Painted in 1497, it is held in the Monastery-Museum of Saint Cyril on the White Lake, in northern Russia.
The Apostles follow the Lord, with Peter and John at their forefront, as they will soon also be at the tomb. Jesus looks back at them and, in a reference to the episode in which they beg him not to return to Jerusalem (Jn 11:7-16), points out to them the city gates with his right hand. The tree of life planted firmly on the holy mountain figures in the center of the icon, as it was in the center of the Garden of Eden. It will provide the palms to hail the New Adam, as well as the wood of the cross. It divides the icon in two, the discernment between the old and the new covenants.
They had foreseen the Savior and so long desired his coming
On the right, coming out of the city toward Jesus, a crowd of the just of the Old Testament stand before him with palms in hand. They had foreseen the Savior and so long desired his coming that they receive him in triumph. At their head, Elijah and Moses point Jesus out as the true Messiah.
And with them rush forward all Jesus’ Jewish contemporaries who believed in him. Finally, leading the crowd of the sons of the promise, children strew their cloaks in the Lord’s path, bringing to life the words of Psalm 8:2-3:
How great is your name, O Lord our God,
through all the earth!
Your majesty is praised above the heavens;
on the lips of children and of babes
you have found praise to foil your enemy,
to silence the foe and the rebel.
On the lips of children your majesty is praised!
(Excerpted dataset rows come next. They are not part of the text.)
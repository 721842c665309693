//! Fetched item types and their identity and visibility fields.

use chrono::{DateTime, Utc};
use serde::{Deserialize, Serialize};

use crate::types::ForumId;

/// Stable identity of a fetched item across polls.
///
/// Diffing is identity-based only: two fetches of the same item may
/// differ field by field (edits, score changes) without being "new".
pub trait Identified {
    fn id(&self) -> &str;
}

// ============================================================================
// ANNOUNCEMENTS
// ============================================================================

/// A course bulletin-board announcement.
#[derive(Debug, Clone, PartialEq, Serialize, Deserialize)]
pub struct Announcement {
    pub id: String,
    pub title: String,
    #[serde(default)]
    pub body: String,
    pub author: Option<String>,
    /// When the announcement was published, if the platform exposes it
    pub publish_date: Option<DateTime<Utc>>,
    /// Display start of the announcement; platforms schedule these ahead
    pub start_date: Option<DateTime<Utc>>,
}

impl Identified for Announcement {
    fn id(&self) -> &str {
        &self.id
    }
}

// ============================================================================
// GRADES
// ============================================================================

/// Publication state of a grade entry on the platform side.
#[derive(Debug, Clone, Copy, PartialEq, Eq, Serialize, Deserialize)]
#[serde(rename_all = "snake_case")]
pub enum GradeStatus {
    Published,
    Draft,
    Hidden,
}

/// One graded assignment entry for one user in one course.
#[derive(Debug, Clone, PartialEq, Serialize, Deserialize)]
pub struct Grade {
    pub id: String,
    /// Assignment or task title the grade belongs to
    pub title: String,
    pub score: Option<String>,
    pub status: GradeStatus,
    /// When the student last opened this grade inside the platform.
    /// `Some` means they already saw it there.
    pub user_last_seen: Option<DateTime<Utc>>,
    /// Filled by the enrichment fetch right before emission; cached
    /// snapshots carry `None`
    pub feedback: Option<GradeFeedback>,
}

impl Grade {
    /// Only published grades enter snapshots and events.
    pub fn is_published(&self) -> bool {
        self.status == GradeStatus::Published
    }
}

impl Identified for Grade {
    fn id(&self) -> &str {
        &self.id
    }
}

/// Teacher feedback attached to a grade.
#[derive(Debug, Clone, Default, PartialEq, Serialize, Deserialize)]
pub struct GradeFeedback {
    pub comment: Option<String>,
    pub points: Option<String>,
}

// ============================================================================
// INBOX
// ============================================================================

/// One row of a user's forum overview. Enumeration input only; these are
/// never cached.
#[derive(Debug, Clone, PartialEq, Eq, Serialize, Deserialize)]
pub struct InboxForum {
    pub id: ForumId,
    pub name: String,
    pub unread_count: u32,
}

/// A message inside one inbox forum.
#[derive(Debug, Clone, PartialEq, Serialize, Deserialize)]
pub struct InboxPost {
    pub id: String,
    pub author: Option<String>,
    #[serde(default)]
    pub body: String,
    pub sent_at: Option<DateTime<Utc>>,
    /// Read state on the platform side at fetch time
    pub read: bool,
}

impl Identified for InboxPost {
    fn id(&self) -> &str {
        &self.id
    }
}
Once in the city, Jesus will go to the Temple. There, the priests and the scribes will be scandalized by the children again crying out: Hosanna to the son of David! (Mt 21:9). Jesus will silence them precisely by quoting Psalm 8. He had already warned his disciples that the real scandal, the worst, is, on the contrary, to harm any of the children who believe in him (Mt 18:6). Again and again, he insisted:
Do not despise any of these little ones,
for I say to you that their angels in heaven always
look upon the face of my heavenly Father (Mt 18:10).
At the beginning of Holy Week, let us contemplate this icon that underscores the eagerness of the little children to bless him who comes in the name of the Lord, and rediscover why the kingdom of heaven belongs to such as these (Mt 19:14).
Published by Magnificat.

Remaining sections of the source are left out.